快感缺失是抑郁症（MDD）的核心症状并显著影响疾病的发生、发展和转归，但其发生机制不详。我们的前期研究发现MDD快感缺失具有独特的灰质网络特征，即扣带回-额叶-眶额叶灰质网络体积越小，则快感缺失症状越严重。本研究将综合运用基于先验知识基础上的单变量分析方法和数据驱动的多变量分析方法，利用高同质性大样本资源优势，探究MDD快感缺失背后的不同模态的特征性脑网络（脑灰质和静息态脑功能网络）；然后纳入与快感缺失密切相关的3条单胺通路（多巴胺通路、5-羟色胺通路和谷氨酸-γ-氨基丁酸通路）的遗传信息，观察通路内和通路间的遗传信息交互和累积效应对脑网络的影响，探寻快感缺失相关脑网络背后的遗传机制。最后利用机器学习的方法结合已获得的稳定的影像遗传学特征建立快感缺失亚型MDD个体化自动诊断模型，并进一步评估其对8周草酸艾司西酞普兰疗效的预测能力，以期为MDD个体化诊治的突破带来希望。
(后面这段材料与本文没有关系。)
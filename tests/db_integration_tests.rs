//! Integration tests for the database layer.
//!
//! These tests use an in-memory SQLite database unless a file is needed.

use crowd_scheduler::db::Database;
use crowd_scheduler::db::export::{EXPORT_VERSION, ProjectSnapshot};
use crowd_scheduler::error::{ApiError, ErrorCode};
use crowd_scheduler::sched::SchedulingPolicy;
use crowd_scheduler::types::{NewProject, NewTask, NewTaskRun, Requester, TaskState};
use serde_json::json;
use tempfile::TempDir;

fn setup_db() -> Database {
    Database::open_in_memory().expect("Failed to create in-memory database")
}

fn new_project(short_name: &str) -> NewProject {
    NewProject {
        short_name: short_name.to_string(),
        name: String::new(),
        allow_anonymous_contributors: true,
        info: None,
    }
}

fn error_code(err: anyhow::Error) -> ErrorCode {
    ApiError::from(err).code
}

mod project_tests {
    use super::*;

    #[test]
    fn duplicate_short_name_is_rejected() {
        let db = setup_db();
        db.create_project(new_project("birds")).unwrap();
        let err = db.create_project(new_project("birds")).unwrap_err();
        assert_eq!(error_code(err), ErrorCode::AlreadyExists);
    }

    #[test]
    fn policy_is_stored_in_info_and_survives_reload() {
        let db = setup_db();
        let mut input = new_project("birds");
        input.info = Some(json!({"description": "count birds"}));
        let project = db.create_project(input).unwrap();

        db.set_project_policy(project.id, SchedulingPolicy::Incremental).unwrap();
        let reloaded = db.get_project_by_short_name("birds").unwrap().unwrap();
        assert_eq!(reloaded.info["sched"], "incremental");
        assert_eq!(reloaded.info["description"], "count birds");
        assert_eq!(SchedulingPolicy::for_project(&reloaded), SchedulingPolicy::Incremental);
    }

    #[test]
    fn file_database_persists_across_opens() {
        let dir = TempDir::new().unwrap();
        let path = dir.path().join("crowd.db");
        {
            let db = Database::open(&path).unwrap();
            db.create_project(new_project("kept")).unwrap();
        }
        let db = Database::open(&path).unwrap();
        assert_eq!(db.list_projects().unwrap().len(), 1);
    }
}

mod task_run_tests {
    use super::*;

    #[test]
    fn answer_for_task_in_other_project_is_rejected() {
        let db = setup_db();
        let a = db.create_project(new_project("a")).unwrap();
        let b = db.create_project(new_project("b")).unwrap();
        let task = db.create_task(a.id, NewTask::default()).unwrap();

        let err = db
            .submit_task_run(NewTaskRun {
                project_id: b.id,
                task_id: task.id,
                user_id: Some(1),
                user_ip: None,
                info: json!("x"),
            })
            .unwrap_err();
        assert_eq!(error_code(err), ErrorCode::InvalidFieldValue);
    }

    #[test]
    fn anonymous_answers_are_refused_when_project_forbids_them() {
        let db = setup_db();
        let mut input = new_project("closed");
        input.allow_anonymous_contributors = false;
        let project = db.create_project(input).unwrap();
        let task = db.create_task(project.id, NewTask::default()).unwrap();

        let err = db
            .submit_task_run(NewTaskRun {
                project_id: project.id,
                task_id: task.id,
                user_id: None,
                user_ip: Some("10.0.0.1".into()),
                info: json!("x"),
            })
            .unwrap_err();
        assert_eq!(error_code(err), ErrorCode::AnonymousNotAllowed);
    }
}

mod stats_tests {
    use super::*;

    #[test]
    fn counts_contributors_by_identity_channel() {
        let db = setup_db();
        let project = db.create_project(new_project("p")).unwrap();
        let t1 = db
            .create_task(project.id, NewTask { n_answers: Some(2), ..Default::default() })
            .unwrap();
        let t2 = db
            .create_task(project.id, NewTask { n_answers: Some(2), ..Default::default() })
            .unwrap();

        for (task_id, user_id, user_ip) in [
            (t1.id, Some(1), None),
            (t1.id, None, Some("10.0.0.1")),
            (t2.id, Some(1), None),
        ] {
            db.submit_task_run(NewTaskRun {
                project_id: project.id,
                task_id,
                user_id,
                user_ip: user_ip.map(String::from),
                info: json!(null),
            })
            .unwrap();
        }

        let stats = db.project_stats(project.id).unwrap();
        assert_eq!(stats.n_tasks, 2);
        assert_eq!(stats.n_completed_tasks, 1);
        assert_eq!(stats.n_task_runs, 3);
        assert_eq!(stats.n_registered_contributors, 1);
        assert_eq!(stats.n_anonymous_contributors, 1);
        assert!((stats.overall_progress - 50.0).abs() < f64::EPSILON);

        let progress = db.user_progress(project.id, &Requester::User(1)).unwrap();
        assert_eq!((progress.done, progress.total), (2, 2));
        let progress = db
            .user_progress(project.id, &Requester::Anonymous("10.0.0.1".into()))
            .unwrap();
        assert_eq!((progress.done, progress.total), (1, 2));
    }
}

mod export_tests {
    use super::*;

    #[test]
    fn export_without_task_runs_keeps_task_states() {
        let db = setup_db();
        let project = db.create_project(new_project("p")).unwrap();
        let task = db
            .create_task(project.id, NewTask { n_answers: Some(1), ..Default::default() })
            .unwrap();
        db.submit_task_run(NewTaskRun {
            project_id: project.id,
            task_id: task.id,
            user_id: Some(5),
            user_ip: None,
            info: json!({"label": "owl"}),
        })
        .unwrap();

        let snapshot = db.export_project(project.id, false).unwrap();
        assert_eq!(snapshot.export_version, EXPORT_VERSION);
        assert!(snapshot.task_runs.is_empty());
        assert_eq!(snapshot.tasks[0].state, TaskState::Completed);

        let dir = TempDir::new().unwrap();
        let path = dir.path().join("p.json");
        snapshot
            .write_to(std::fs::File::create(&path).unwrap(), false)
            .unwrap();
        let loaded = ProjectSnapshot::from_file(&path).unwrap();
        assert_eq!(loaded.project.short_name, "p");
        assert_eq!(loaded.tasks.len(), 1);
    }

    #[test]
    fn export_of_unknown_project_fails() {
        let db = setup_db();
        let err = db.export_project(77, true).unwrap_err();
        assert_eq!(error_code(err), ErrorCode::ProjectNotFound);
    }
}
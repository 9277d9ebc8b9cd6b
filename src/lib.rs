//! crowd-scheduler library
//!
//! Task assignment for crowdsourcing projects: storage, scheduling policies,
//! the HTTP API and CLI definitions.

pub mod cli;
pub mod config;
pub mod db;
pub mod error;
pub mod logging;
pub mod sched;
pub mod server;
pub mod types;
//! Export subcommand.
//!
//! Writes a project snapshot as JSON, optionally gzip-compressed.

use clap::Args;
use std::path::PathBuf;

/// Arguments for the export subcommand
#[derive(Args, Debug)]
pub struct ExportArgs {
    /// Project to export
    pub project: i64,

    /// Output file path (default: stdout)
    #[arg(short, long, value_name = "FILE")]
    pub output: Option<PathBuf>,

    /// Force gzip compression (auto-detected from .gz extension otherwise)
    #[arg(long)]
    pub gzip: bool,

    /// Leave answers out of the snapshot
    #[arg(long)]
    pub no_task_runs: bool,

    /// Compress if the JSON exceeds this size (100KB, 1MB, ...)
    #[arg(long, value_name = "SIZE")]
    pub compress_threshold: Option<String>,
}

impl ExportArgs {
    pub fn compress_threshold_bytes(&self) -> Option<u64> {
        self.compress_threshold.as_deref().and_then(parse_size)
    }

    /// Whether to gzip, given the uncompressed size when known.
    pub fn should_compress(&self, output_size: Option<u64>) -> bool {
        if self.gzip {
            return true;
        }

        if let Some(ref path) = self.output
            && path.extension().is_some_and(|ext| ext == "gz")
        {
            return true;
        }

        match (self.compress_threshold_bytes(), output_size) {
            (Some(threshold), Some(size)) => size > threshold,
            _ => false,
        }
    }

    /// Output path, with `.gz` appended when compressing to a plain name.
    pub fn output_path(&self, compress: bool) -> Option<PathBuf> {
        let path = self.output.clone()?;
        if compress && path.extension().is_none_or(|ext| ext != "gz") {
            let mut name = path.into_os_string();
            name.push(".gz");
            Some(PathBuf::from(name))
        } else {
            Some(path)
        }
    }
}

/// Parse a size with an optional B/KB/MB/GB suffix (case-insensitive).
fn parse_size(s: &str) -> Option<u64> {
    let s = s.trim().to_uppercase();
    let (num, factor) = if let Some(num) = s.strip_suffix("GB") {
        (num, 1024 * 1024 * 1024)
    } else if let Some(num) = s.strip_suffix("MB") {
        (num, 1024 * 1024)
    } else if let Some(num) = s.strip_suffix("KB") {
        (num, 1024)
    } else if let Some(num) = s.strip_suffix('B') {
        (num, 1)
    } else {
        (s.as_str(), 1)
    };
    num.trim().parse::<u64>().ok().map(|n| n * factor)
}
Anhedonia is the core symptom of major depressive disorder (MDD) and significantly affects the occurrence, development and outcome of MDD, but its mechanism is unknown. Our previous study revealed that the anhedonia of MDD had unique gray matter network, that is, the smaller the cingulate-frontal-orbitalfrontal network, the more severe anhedonia. In this study, we combine the univariate analysis based on prior knowledge and the data-driven multivariate analysis to explore the characteristic gray matter network and resting-state brain function network behind the anhedonia of MDD by making use of the advantage of large sample resources with high homogeneity. Then, we focus on the genetic information of 3 monoamine pathways (dopamine pathway, serotonin pathway and glutamate-gamma-aminobutyric acid pathway) closely related to anhedonia to study the influence of the interaction and accumulation of genetic information within and between pathways on the brain network, and to explore the genetic mechanism behind the anhedonia related brain network. Finally, a personalized automated diagnosis model of anhedonia subtype MDD is established by using the method of machine learning based on the obtained stable imaging genetic characteristics. Using the model, we further evaluate its predictive ability on the efficacy of 8-week escitalopram. So as to bring hope for the breakthrough in the personalized diagnosis and treatment of MDD.